Also known as Carp Castle, this building is a replica of the original ancient structure and is a magnificent example of a medieval Japanese castle. It's five stories tall with a decorative wooden facade, a surrounding moat and gardens blooming with cherry blossoms. Inside, a museum explores the history of the castle and Hiroshima.
Stroll Arashiyama Bamboo Grove in Kyoto and enter an otherworldly paradise. The sprawling bamboo grove stretches as far as the eyes can see, both ahead and way above. It's a fantastical place that'll provide lots of spectacular photo opportunities and lasting memories as well. You can also visit the nearby Tenryu-ji temple, another star attraction in Arashiyama.
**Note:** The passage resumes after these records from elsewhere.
use std::path::{Path, PathBuf};

use anyhow::Context;
use chrono::Utc;
use clap::{Parser, Subcommand};
use forecast_core::{Collector, Config, InfluxWriter, Trigger, schedule};
use inquire::{CustomType, Password, Select, Text};

const UNITS: [&str; 5] = ["auto", "si", "us", "ca", "uk2"];

/// Top-level CLI struct.
#[derive(Debug, Parser)]
#[command(
    name = "forecast-collector",
    version,
    about = "Writes Dark Sky weather and forecast data to InfluxDB"
)]
pub struct Cli {
    /// Path to the TOML configuration file.
    #[arg(long, global = true, env = "FORECAST_CONFIG")]
    pub config: Option<PathBuf>,

    #[command(subcommand)]
    pub command: Option<Command>,
}

#[derive(Debug, Subcommand)]
pub enum Command {
    /// Collect on the configured cron schedule, or once if none is set (default).
    Run,

    /// Collect a single time, ignoring any cron schedule.
    Once,

    /// Validate the configuration and check that InfluxDB is reachable.
    Check,

    /// Interactively write a configuration file.
    Configure,
}

impl Cli {
    pub async fn run(self) -> anyhow::Result<()> {
        let path = match self.config {
            Some(path) => path,
            None => Config::default_path()?,
        };

        match self.command.unwrap_or(Command::Run) {
            Command::Run => {
                let config = Config::load(Some(path.as_path()))?;
                init_logger(config.general.debug);
                run(&config, config.trigger()?).await
            }
            Command::Once => {
                let config = Config::load(Some(path.as_path()))?;
                init_logger(config.general.debug);
                run(&config, Trigger::Once).await
            }
            Command::Check => {
                let config = Config::load(Some(path.as_path()))?;
                init_logger(config.general.debug);
                check(&config).await
            }
            Command::Configure => {
                init_logger(false);
                configure(&path)
            }
        }
    }
}

fn init_logger(debug: bool) {
    let level = if debug { "debug" } else { "info" };
    let env = env_logger::Env::default().default_filter_or(level);
    let _ = env_logger::Builder::from_env(env).try_init();
}

async fn run(config: &Config, trigger: Trigger) -> anyhow::Result<()> {
    let collector = Collector::from_config(config)?;

    match &trigger {
        Trigger::Cron { expression, .. } => log::info!(
            "DarkSky data will be written to InfluxDB on cron interval '{expression}'"
        ),
        Trigger::Once => log::info!("DarkSky data is written to InfluxDB once"),
    }

    schedule::run(&trigger, &collector).await;
    Ok(())
}

async fn check(config: &Config) -> anyhow::Result<()> {
    let trigger = config.trigger()?;
    match trigger.next_fire_after(Utc::now()) {
        Some(next) => println!("Schedule: recurring, next cycle at {next}"),
        None => println!("Schedule: one-shot"),
    }

    let writer = InfluxWriter::new(&config.influxdb);
    writer.ping().await?;
    println!("InfluxDB reachable at {}", config.influxdb.base_url());

    Ok(())
}

fn configure(path: &Path) -> anyhow::Result<()> {
    let mut config = if path.exists() {
        let contents = std::fs::read_to_string(path)
            .with_context(|| format!("Failed to read config file: {}", path.display()))?;
        Config::from_toml_str(&contents)?
    } else {
        Config::default()
    };

    let key = Password::new("Dark Sky API key:")
        .without_confirmation()
        .prompt()?;
    config.darksky.key = Some(key.trim().to_string());

    config.darksky.latitude = CustomType::<f64>::new("Latitude:")
        .with_default(config.darksky.latitude)
        .prompt()?;
    config.darksky.longitude = CustomType::<f64>::new("Longitude:")
        .with_default(config.darksky.longitude)
        .prompt()?;
    config.darksky.units = Select::new("Units:", UNITS.to_vec())
        .with_starting_cursor(units_cursor(&config.darksky.units))
        .prompt()?
        .to_string();

    config.influxdb.host = Text::new("InfluxDB host:")
        .with_default(&config.influxdb.host)
        .prompt()?;
    config.influxdb.port = CustomType::<u16>::new("InfluxDB port:")
        .with_default(config.influxdb.port)
        .prompt()?;
    config.influxdb.database = Text::new("InfluxDB database:")
        .with_default(&config.influxdb.database)
        .prompt()?;
    config.influxdb.username = Text::new("InfluxDB username (empty for none):")
        .with_default(&config.influxdb.username)
        .prompt()?;
    if !config.influxdb.username.is_empty() {
        config.influxdb.password = Password::new("InfluxDB password:")
            .without_confirmation()
            .prompt()?;
    }

    let cron = Text::new("Cron expression (empty for one-shot):")
        .with_default(config.general.cron.as_deref().unwrap_or(""))
        .prompt()?;
    config.general.cron = Some(cron.trim().to_string()).filter(|c| !c.is_empty());

    config.validate()?;
    config.save(path)?;
    println!("Configuration written to {}", path.display());

    Ok(())
}

/// Position of the configured unit system in the `Units:` prompt.
fn units_cursor(units: &str) -> usize {
    UNITS.iter().position(|u| *u == units).unwrap_or(0)
}

#[cfg(test)]
mod tests {
    use super::*;

    #[test]
    fn defaults_to_run() {
        let cli = Cli::try_parse_from(["forecast-collector"]).unwrap();
        assert!(cli.command.is_none());
    }

    #[test]
    fn config_flag_is_global() {
        let cli =
            Cli::try_parse_from(["forecast-collector", "once", "--config", "/tmp/f.toml"]).unwrap();

        assert!(matches!(cli.command, Some(Command::Once)));
        assert_eq!(cli.config.as_deref(), Some(Path::new("/tmp/f.toml")));
    }

    #[test]
    fn units_prompt_starts_on_configured_value() {
        assert_eq!(UNITS[units_cursor("si")], "si");
        assert_eq!(UNITS[units_cursor("uk2")], "uk2");
        assert_eq!(units_cursor("auto"), 0);
        assert_eq!(units_cursor("furlongs"), 0);
    }

    #[tokio::test]
    async fn missing_key_stops_before_any_cycle() {
        let dir = tempfile::tempdir().unwrap();
        let path = dir.path().join("config.toml");
        std::fs::write(&path, "[general]\ncron = \"* * * * *\"\n").unwrap();

        let cli = Cli {
            config: Some(path),
            command: Some(Command::Run),
        };

        let err = cli.run().await.unwrap_err();
        assert!(err.to_string().contains("DarkSky key should be provided"));
    }
}
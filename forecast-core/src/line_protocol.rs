use std::fmt::Write as _;

use crate::{
    CollectorError,
    measurement::{FieldValue, Point},
};

/// Encode a batch as InfluxDB line protocol, one point per line.
///
/// No timestamp is written; the server stamps the points on arrival.
pub fn encode(points: &[Point]) -> Result<String, CollectorError> {
    let mut out = String::new();
    for point in points {
        encode_point(point, &mut out)?;
        out.push('\n');
    }
    Ok(out)
}

fn encode_point(point: &Point, out: &mut String) -> Result<(), CollectorError> {
    if point.fields.is_empty() {
        return Err(CollectorError::write(format!(
            "point `{}` has no fields",
            point.measurement
        )));
    }

    out.push_str(&escape(&point.measurement, &[',', ' ']));
    for (key, value) in &point.tags {
        // empty tag values are not allowed by the server
        if value.is_empty() {
            continue;
        }
        let _ = write!(
            out,
            ",{}={}",
            escape(key, &[',', '=', ' ']),
            escape(value, &[',', '=', ' '])
        );
    }

    for (i, (key, value)) in point.fields.iter().enumerate() {
        out.push(if i == 0 { ' ' } else { ',' });
        out.push_str(&escape(key, &[',', '=', ' ']));
        out.push('=');
        match value {
            FieldValue::Float(v) if !v.is_finite() => {
                return Err(CollectorError::write(format!(
                    "field `{key}` of `{}` is not a finite number",
                    point.measurement
                )));
            }
            FieldValue::Float(v) => {
                let _ = write!(out, "{v}");
            }
            FieldValue::Integer(v) => {
                let _ = write!(out, "{v}i");
            }
        }
    }

    Ok(())
}

fn escape(s: &str, special: &[char]) -> String {
    let mut escaped = String::with_capacity(s.len());
    for c in s.chars() {
        if c == '\\' || special.contains(&c) {
            escaped.push('\\');
        }
        escaped.push(c);
    }
    escaped
}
Ryogoku Kokugikan in Tokyo is one of Japan's largest sumo stadiums. Naturally, it's a great place to watch a sumo match and to immerse yourself in one of Japan's best-loved enduring traditions. The stadium is also home to a museum dedicated to the sport, and details the rich origins of sumo and explains the importance of the sport's rituals.
Built on the site of the old Edo Castle, the Imperial Palace is one of Tokyo's most famous landmarks. Although you can't enter the inner grounds of the palace, you can tour the outer area and wander the beautiful gardens. The structure is a modern building with traditional Japanese architectural finishes forming a splendid backdrop to any photograph.
There's nowhere quite like this shrine in Kyoto. The site starts at the bottom of the sacred mountain, Inari, and you can take a gentle walk from the main shrine along a path decorated with thousands of red torii gates to eventually reach the ornate Shinto shrine at the summit. A truly magical place, and some epic views to boot.